▶ **TO DO**
Copy each entry below exactly as it reads.

▶ **MATERIAL FOR THIS TASK**
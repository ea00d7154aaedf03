use sea_orm::ActiveValue::{NotSet, Set};
use sea_orm::entity::prelude::*;
use serde::{Deserialize, Serialize};

use crate::models::{NewUser, Role, User};

/// Sea-ORM Entity for the users table
#[derive(Clone, Debug, PartialEq, DeriveEntityModel, Serialize, Deserialize)]
#[sea_orm(table_name = "users")]
pub struct Model {
    #[sea_orm(primary_key)]
    pub id: i32,
    #[sea_orm(unique)]
    pub username: String,
    pub first_name: Option<String>,
    pub last_name: Option<String>,
    pub email: String,
    pub password: String,
    pub role: Role,
    pub is_active: bool,
    pub created_at: DateTimeWithTimeZone,
    pub updated_at: DateTimeWithTimeZone,
}

#[derive(Copy, Clone, Debug, EnumIter, DeriveRelation)]
pub enum Relation {}

impl ActiveModelBehavior for ActiveModel {}

impl From<Model> for User {
    fn from(model: Model) -> Self {
        Self {
            id: model.id,
            username: model.username,
            first_name: model.first_name,
            last_name: model.last_name,
            email: model.email,
            password: model.password,
            role: model.role,
            is_active: model.is_active,
            created_at: model.created_at.into(),
            updated_at: model.updated_at.into(),
        }
    }
}

// The id comes from the table's sequence
impl From<NewUser> for ActiveModel {
    fn from(input: NewUser) -> Self {
        let now = chrono::Utc::now();

        ActiveModel {
            id: NotSet,
            username: Set(input.username),
            first_name: Set(input.first_name),
            last_name: Set(input.last_name),
            email: Set(input.email),
            password: Set(input.password),
            role: Set(input.role),
            is_active: Set(input.is_active),
            created_at: Set(now.into()),
            updated_at: Set(now.into()),
        }
    }
}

▶ **TASK RESULT**
repository ea00d7154aaedf03
use sea_orm::ActiveValue::{NotSet, Set};
use sea_orm::entity::prelude::*;
use serde::{Deserialize, Serialize};

use crate::models::{NewUser, Role, User};

/// Sea-ORM Entity for the users table
#[derive(Clone, Debug, PartialEq, DeriveEntityModel, Serialize, Deserialize)]
#[sea_orm(table_name = "users")]
pub struct Model {
    #[sea_orm(primary_key)]
    pub id: i32,
    #[sea_orm(unique)]
    pub username: String,
    pub first_name: Option<String>,
    pub last_name: Option<String>,
    pub email: String,
    pub password: String,
    pub role: Role,
    pub is_active: bool,
    pub created_at: DateTimeWithTimeZone,
    pub updated_at: DateTimeWithTimeZone,
}

#[derive(Copy, Clone, Debug, EnumIter, DeriveRelation)]
pub enum Relation {}

impl ActiveModelBehavior for ActiveModel {}

impl From<Model> for User {
    fn from(model: Model) -> Self {
        Self {
            id: model.id,
            username: model.username,
            first_name: model.first_name,
            last_name: model.last_name,
            email: model.email,
            password: model.password,
            role: model.role,
            is_active: model.is_active,
            created_at: model.created_at.into(),
            updated_at: model.updated_at.into(),
        }
    }
}

// The id comes from the table's sequence
impl From<NewUser> for ActiveModel {
    fn from(input: NewUser) -> Self {
        let now = chrono::Utc::now();

        ActiveModel {
            id: NotSet,
            username: Set(input.username),
            first_name: Set(input.first_name),
            last_name: Set(input.last_name),
            email: Set(input.email),
            password: Set(input.password),
            role: Set(input.role),
            is_active: Set(input.is_active),
            created_at: Set(now.into()),
            updated_at: Set(now.into()),
        }
    }
}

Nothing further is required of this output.